Renowned African-American political journalist Gwen Ifill died after losing a long battle with uterine cancer.
Credited as one of the best political journalists, Ifill served as a host to prominent political shows “Washington Week” and “PBS NewsHour.”
This spring, Ifill also moderated the Democratic Party presidential primary debate between former U.S. Secretary of State Hillary Clinton and Senator Bernie Sanders.
“She was a mentor to so many across the industry – a journalist’s journalist who set an example for all around her,” PBS News Hour Executive Producer Sara Just told PBS.
Ifill died on Monday at the age of 61.
Ifill had a distinguished career as a journalist, entering the profession at a time when the industry was dominated by White male journalists.
She took over “Washington Week in Review” in 1999, becoming the first African-American woman to host a major political TV talk show.
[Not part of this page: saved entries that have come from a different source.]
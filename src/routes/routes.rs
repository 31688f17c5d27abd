use actix_web::web;

use crate::handlers::health_handlers::health_check;
use crate::handlers::redirect_handlers::redirect_to_url;
use crate::handlers::url_handlers::{
    create_short_url, get_all_urls, get_url_analytics, resolve_code,
};

/// Configure the routes
pub fn init_routes(cfg: &mut web::ServiceConfig) {
    cfg.service(
        web::scope("/api")
            .route("/shorten", web::post().to(create_short_url))
            .route("/urls", web::get().to(get_all_urls))
            .route("/url/{code}", web::get().to(resolve_code))
            .route("/analytics/{code}", web::get().to(get_url_analytics))
            .route("/health/check", web::get().to(health_check)),
    );
    // Redirect route sits at the root, after the API scope
    cfg.route("/{code}", web::get().to(redirect_to_url));
}
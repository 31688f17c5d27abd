use actix_cors::Cors;
use actix_web::{App, HttpServer, http, middleware::Logger, web};
use anyhow::Context;
use dotenv::dotenv;
use env_logger::Env;
use log::info;

use linkshrink::config::AppConfig;
use linkshrink::db::open_store;
use linkshrink::routes::init_routes;
use linkshrink::state::app_state::AppState;

#[actix_web::main]
async fn main() -> anyhow::Result<()> {
    dotenv().ok();
    env_logger::init_from_env(Env::default().default_filter_or("info"));

    let config = AppConfig::from_env().context("Invalid configuration")?;
    let store = open_store(&config).context("Error opening the mapping store")?;

    // Create shared state
    let app_state = web::Data::new(AppState::from_config(&config, store));
    info!(
        "Serving short links on {}:{} ({} resolver), public base {}",
        config.bind_addr,
        config.port,
        app_state.resolver.mode_name(),
        config.public_base_url
    );

    let cors_origins = config.cors_origins.clone();
    HttpServer::new(move || {
        let logger = Logger::new("%a \"%r\" %s %b \"%{Referer}i\" \"%{User-Agent}i\" %D ms");
        let cors = cors_origins
            .iter()
            .fold(Cors::default(), |cors, origin| cors.allowed_origin(origin))
            .allowed_methods(vec!["GET", "POST"])
            .allowed_headers(vec![http::header::ACCEPT])
            .allowed_header(http::header::CONTENT_TYPE)
            .max_age(3600);
        App::new()
            .wrap(logger)
            .wrap(cors)
            .app_data(app_state.clone())
            .configure(init_routes)
    })
    .bind((config.bind_addr.as_str(), config.port))
    .with_context(|| format!("Failed to bind {}:{}", config.bind_addr, config.port))?
    .run()
    .await?;

    Ok(())
}
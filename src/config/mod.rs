use std::env;
use std::path::PathBuf;
use std::str::FromStr;

use anyhow::{Context, Result, anyhow, bail};

pub const DEFAULT_LOCATION_HEADER: &str = "CF-IPCountry";
pub const DEFAULT_VISITOR_SALT: &str = "linkshrink_salt";

#[derive(Debug, Clone, Copy, PartialEq, Eq)]
pub enum CollisionPolicy {
    /// A preferred code that is already taken replaces the previous link
    Overwrite,
    /// A preferred code that is already taken is refused
    Reject,
}

impl FromStr for CollisionPolicy {
    type Err = anyhow::Error;

    fn from_str(s: &str) -> Result<Self> {
        match s.to_ascii_lowercase().as_str() {
            "overwrite" => Ok(CollisionPolicy::Overwrite),
            "reject" => Ok(CollisionPolicy::Reject),
            other => Err(anyhow!("unknown collision policy: {}", other)),
        }
    }
}

#[derive(Debug, Clone, PartialEq, Eq)]
pub enum StoreBackendKind {
    File(PathBuf),
    Memory,
}

#[derive(Debug, Clone, PartialEq, Eq)]
pub enum ResolverMode {
    Local,
    Remote(String),
}

#[derive(Debug, Clone)]
pub struct AppConfig {
    pub bind_addr: String,
    pub port: u16,
    pub public_base_url: String,
    pub backend: StoreBackendKind,
    pub resolver: ResolverMode,
    pub collision_policy: CollisionPolicy,
    pub enforce_expiry: bool,
    pub location_header: String,
    pub visitor_salt: String,
    pub cors_origins: Vec<String>,
}

impl AppConfig {
    /// Read configuration from the process environment
    pub fn from_env() -> Result<Self> {
        Self::from_lookup(|key| env::var(key).ok())
    }

    pub fn from_lookup<F>(lookup: F) -> Result<Self>
    where
        F: Fn(&str) -> Option<String>,
    {
        let get = |key: &str| lookup(key).filter(|v| !v.trim().is_empty());

        let port = match get("PORT") {
            Some(p) => p.parse::<u16>().context("PORT must be a port number")?,
            None => 8080,
        };
        let bind_addr = get("BIND_ADDR").unwrap_or_else(|| "127.0.0.1".to_string());
        let public_base_url = get("PUBLIC_BASE_URL")
            .unwrap_or_else(|| format!("http://localhost:{}", port))
            .trim_end_matches('/')
            .to_string();

        let backend = match get("STORE_BACKEND").as_deref().unwrap_or("file") {
            "file" => StoreBackendKind::File(PathBuf::from(
                get("DATA_DIR").unwrap_or_else(|| "./data".to_string()),
            )),
            "memory" => StoreBackendKind::Memory,
            other => bail!("unknown STORE_BACKEND: {}", other),
        };

        let resolver = match get("RESOLVER_MODE").as_deref().unwrap_or("local") {
            "local" => ResolverMode::Local,
            "remote" => {
                let url = get("REMOTE_RESOLVER_URL")
                    .context("REMOTE_RESOLVER_URL is required when RESOLVER_MODE=remote")?;
                ResolverMode::Remote(url.trim_end_matches('/').to_string())
            }
            other => bail!("unknown RESOLVER_MODE: {}", other),
        };

        let collision_policy = match get("COLLISION_POLICY") {
            Some(p) => p.parse()?,
            None => CollisionPolicy::Overwrite,
        };

        let enforce_expiry = match get("ENFORCE_EXPIRY") {
            Some(v) => parse_bool(&v).context("ENFORCE_EXPIRY must be true or false")?,
            None => false,
        };

        let cors_origins = match get("CORS_ORIGINS") {
            Some(list) => list
                .split(',')
                .map(|o| o.trim().to_string())
                .filter(|o| !o.is_empty())
                .collect(),
            None => vec![
                "http://localhost:5173".to_string(),
                "http://localhost:3000".to_string(),
            ],
        };

        Ok(Self {
            bind_addr,
            port,
            public_base_url,
            backend,
            resolver,
            collision_policy,
            enforce_expiry,
            location_header: get("LOCATION_HEADER")
                .unwrap_or_else(|| DEFAULT_LOCATION_HEADER.to_string()),
            visitor_salt: get("VISITOR_SALT").unwrap_or_else(|| DEFAULT_VISITOR_SALT.to_string()),
            cors_origins,
        })
    }
}

fn parse_bool(value: &str) -> Result<bool> {
    match value.to_ascii_lowercase().as_str() {
        "1" | "true" | "yes" | "on" => Ok(true),
        "0" | "false" | "no" | "off" => Ok(false),
        other => Err(anyhow!("not a boolean: {}", other)),
    }
}
use std::collections::HashMap;

use chrono::{DateTime, Utc};
use log::{error, info, warn};
use uuid::Uuid;

use crate::config::CollisionPolicy;
use crate::db::backend::KvBackend;
use crate::errors::{Result, ShortenerError};
use crate::models::click_event::ClickEvent;
use crate::models::short_link::ShortLink;

pub const URL_DATA_KEY: &str = "urlData";
pub const URL_MAPPINGS_KEY: &str = "urlMappings";
const GENERATED_CODE_LEN: usize = 6;

/// First path segments owned by other routes; a code equal to one of these
/// could be issued but never redirected.
pub const RESERVED_CODES: &[&str] = &["api"];

pub fn is_reserved_code(code: &str) -> bool {
    RESERVED_CODES
        .iter()
        .any(|reserved| reserved.eq_ignore_ascii_case(code))
}

#[derive(Debug, Clone)]
pub struct StoreOptions {
    pub base_url: String,
    pub collision_policy: CollisionPolicy,
    pub enforce_expiry: bool,
}

impl Default for StoreOptions {
    fn default() -> Self {
        Self {
            base_url: "http://localhost:8080".to_string(),
            collision_policy: CollisionPolicy::Overwrite,
            enforce_expiry: false,
        }
    }
}

/// Owns every short link and its click log.
///
/// Two tables are kept side by side: `urlData`, the ordered list of links with
/// their click logs, and `urlMappings`, the code to URL index that redirects
/// read from. Both are written back to the backend after each mutation.
pub struct MappingStore {
    backend: Box<dyn KvBackend>,
    options: StoreOptions,
    url_data: Vec<ShortLink>,
    url_mappings: HashMap<String, String>,
}

impl MappingStore {
    pub fn open(backend: Box<dyn KvBackend>, options: StoreOptions) -> Result<Self> {
        let url_data: Vec<ShortLink> = match backend.get_item(URL_DATA_KEY)? {
            Some(blob) => serde_json::from_str(&blob)?,
            None => Vec::new(),
        };
        let url_mappings: HashMap<String, String> = match backend.get_item(URL_MAPPINGS_KEY)? {
            Some(blob) => serde_json::from_str(&blob)?,
            None => HashMap::new(),
        };

        info!(
            "Mapping store loaded from {} backend: {} links, {} mappings",
            backend.name(),
            url_data.len(),
            url_mappings.len()
        );

        Ok(Self {
            backend,
            options,
            url_data,
            url_mappings,
        })
    }

    pub fn backend_name(&self) -> &'static str {
        self.backend.name()
    }

    pub fn options(&self) -> &StoreOptions {
        &self.options
    }

    pub fn issue(
        &mut self,
        original_url: &str,
        validity_minutes: u32,
        preferred_code: Option<&str>,
    ) -> Result<ShortLink> {
        self.issue_at(original_url, validity_minutes, preferred_code, Utc::now())
    }

    pub fn issue_at(
        &mut self,
        original_url: &str,
        validity_minutes: u32,
        preferred_code: Option<&str>,
        now: DateTime<Utc>,
    ) -> Result<ShortLink> {
        if !original_url.starts_with("http") {
            return Err(ShortenerError::InvalidUrl);
        }

        let code = match preferred_code.map(str::trim) {
            Some(code) if !code.is_empty() => {
                if is_reserved_code(code) {
                    return Err(ShortenerError::ReservedCode(code.to_string()));
                }
                if self.url_mappings.contains_key(code) {
                    match self.options.collision_policy {
                        CollisionPolicy::Reject => {
                            return Err(ShortenerError::CodeTaken(code.to_string()));
                        }
                        CollisionPolicy::Overwrite => {
                            warn!("Short code {} already exists, overwriting", code);
                        }
                    }
                }
                code.to_string()
            }
            _ => generate_code(),
        };

        let link = ShortLink::new(
            original_url.to_string(),
            code.clone(),
            &self.options.base_url,
            validity_minutes,
            now,
        );

        let mut url_data = self.url_data.clone();
        url_data.retain(|existing| existing.short_code != code);
        url_data.push(link.clone());
        let mut url_mappings = self.url_mappings.clone();
        url_mappings.insert(code.clone(), link.original_url.clone());
        self.commit(url_data, url_mappings)?;

        info!("Issued short code {} -> {}", code, link.original_url);
        Ok(link)
    }

    pub fn resolve(&self, short_code: &str) -> Result<String> {
        self.resolve_at(short_code, Utc::now())
    }

    pub fn resolve_at(&self, short_code: &str, now: DateTime<Utc>) -> Result<String> {
        let target = self
            .url_mappings
            .get(short_code)
            .ok_or(ShortenerError::NotFound)?;

        if self.options.enforce_expiry {
            if let Some(link) = self.get(short_code) {
                if link.is_expired_at(now) {
                    return Err(ShortenerError::Expired);
                }
            }
        }

        Ok(target.clone())
    }

    /// Appends a click to the link's log. Returns `false` for unknown codes.
    pub fn record_click(&mut self, short_code: &str, event: ClickEvent) -> Result<bool> {
        let Some(index) = self
            .url_data
            .iter()
            .position(|link| link.short_code == short_code)
        else {
            return Ok(false);
        };

        let mut url_data = self.url_data.clone();
        url_data[index].clicks.push(event);
        self.backend
            .set_item(URL_DATA_KEY, &serde_json::to_string(&url_data)?)?;
        self.url_data = url_data;
        Ok(true)
    }

    pub fn get(&self, short_code: &str) -> Option<&ShortLink> {
        self.url_data
            .iter()
            .find(|link| link.short_code == short_code)
    }

    pub fn list(&self) -> &[ShortLink] {
        &self.url_data
    }

    pub fn len(&self) -> usize {
        self.url_data.len()
    }

    pub fn is_empty(&self) -> bool {
        self.url_data.is_empty()
    }

    /// Persist both tables, then swap them in. The in-memory tables only
    /// change once both blobs are written.
    fn commit(
        &mut self,
        url_data: Vec<ShortLink>,
        url_mappings: HashMap<String, String>,
    ) -> Result<()> {
        let data = serde_json::to_string(&url_data)?;
        let mappings = serde_json::to_string(&url_mappings)?;

        self.backend.set_item(URL_DATA_KEY, &data)?;
        if let Err(e) = self.backend.set_item(URL_MAPPINGS_KEY, &mappings) {
            // Put urlData back so the two blobs agree
            let previous = serde_json::to_string(&self.url_data)?;
            if let Err(restore) = self.backend.set_item(URL_DATA_KEY, &previous) {
                error!("Failed to restore {} after a failed save: {}", URL_DATA_KEY, restore);
            }
            return Err(e);
        }

        self.url_data = url_data;
        self.url_mappings = url_mappings;
        Ok(())
    }
}

fn generate_code() -> String {
    Uuid::new_v4().to_string()[..GENERATED_CODE_LEN].to_string()
}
“When I was a little girl watching programs like this – because that’s the kind of nerdy family we were – I would look up and not see anyone who looked like me in any way. No women. No people of color,” Ifill told the New York Times in an interview in 2013.
“I’m very keen about the fact that a little girl now, watching the news, when they see me and Judy [Woodruff] sitting side by side, it will occur to them that, that’s perfectly normal – that it won’t seem like any big breakthrough at all.”
Her boss at PBS, Paula Kerger, said Ifill was an important reason why public media is considered “a trusted window on the world.”
And U.S. President Barack Obama said during a news conference, “She always kept faith with the fundamental responsibility of her profession, asking tough questions, holding people in power accountable, and defending a strong and free press that makes our democracy work.”
In all, Ifill covered eight presidential campaigns, moderated two vice-presidential debates, and served for 17 years on “NewsHour” and as moderator and managing editor of “Washington Week.”
She also worked for several other prominent news organizations, including the New York Times, the Washington Post, and the Baltimore Evening Sun and won numerous awards, including the George Foster Peabody Award, the National Press Club’s Fourth Estate Award, and was the best-selling author of “The Breakthrough: Politics and Race in the Age of Obama.”
Her legacy and contributions to American journalism will surely be remembered for generations to come.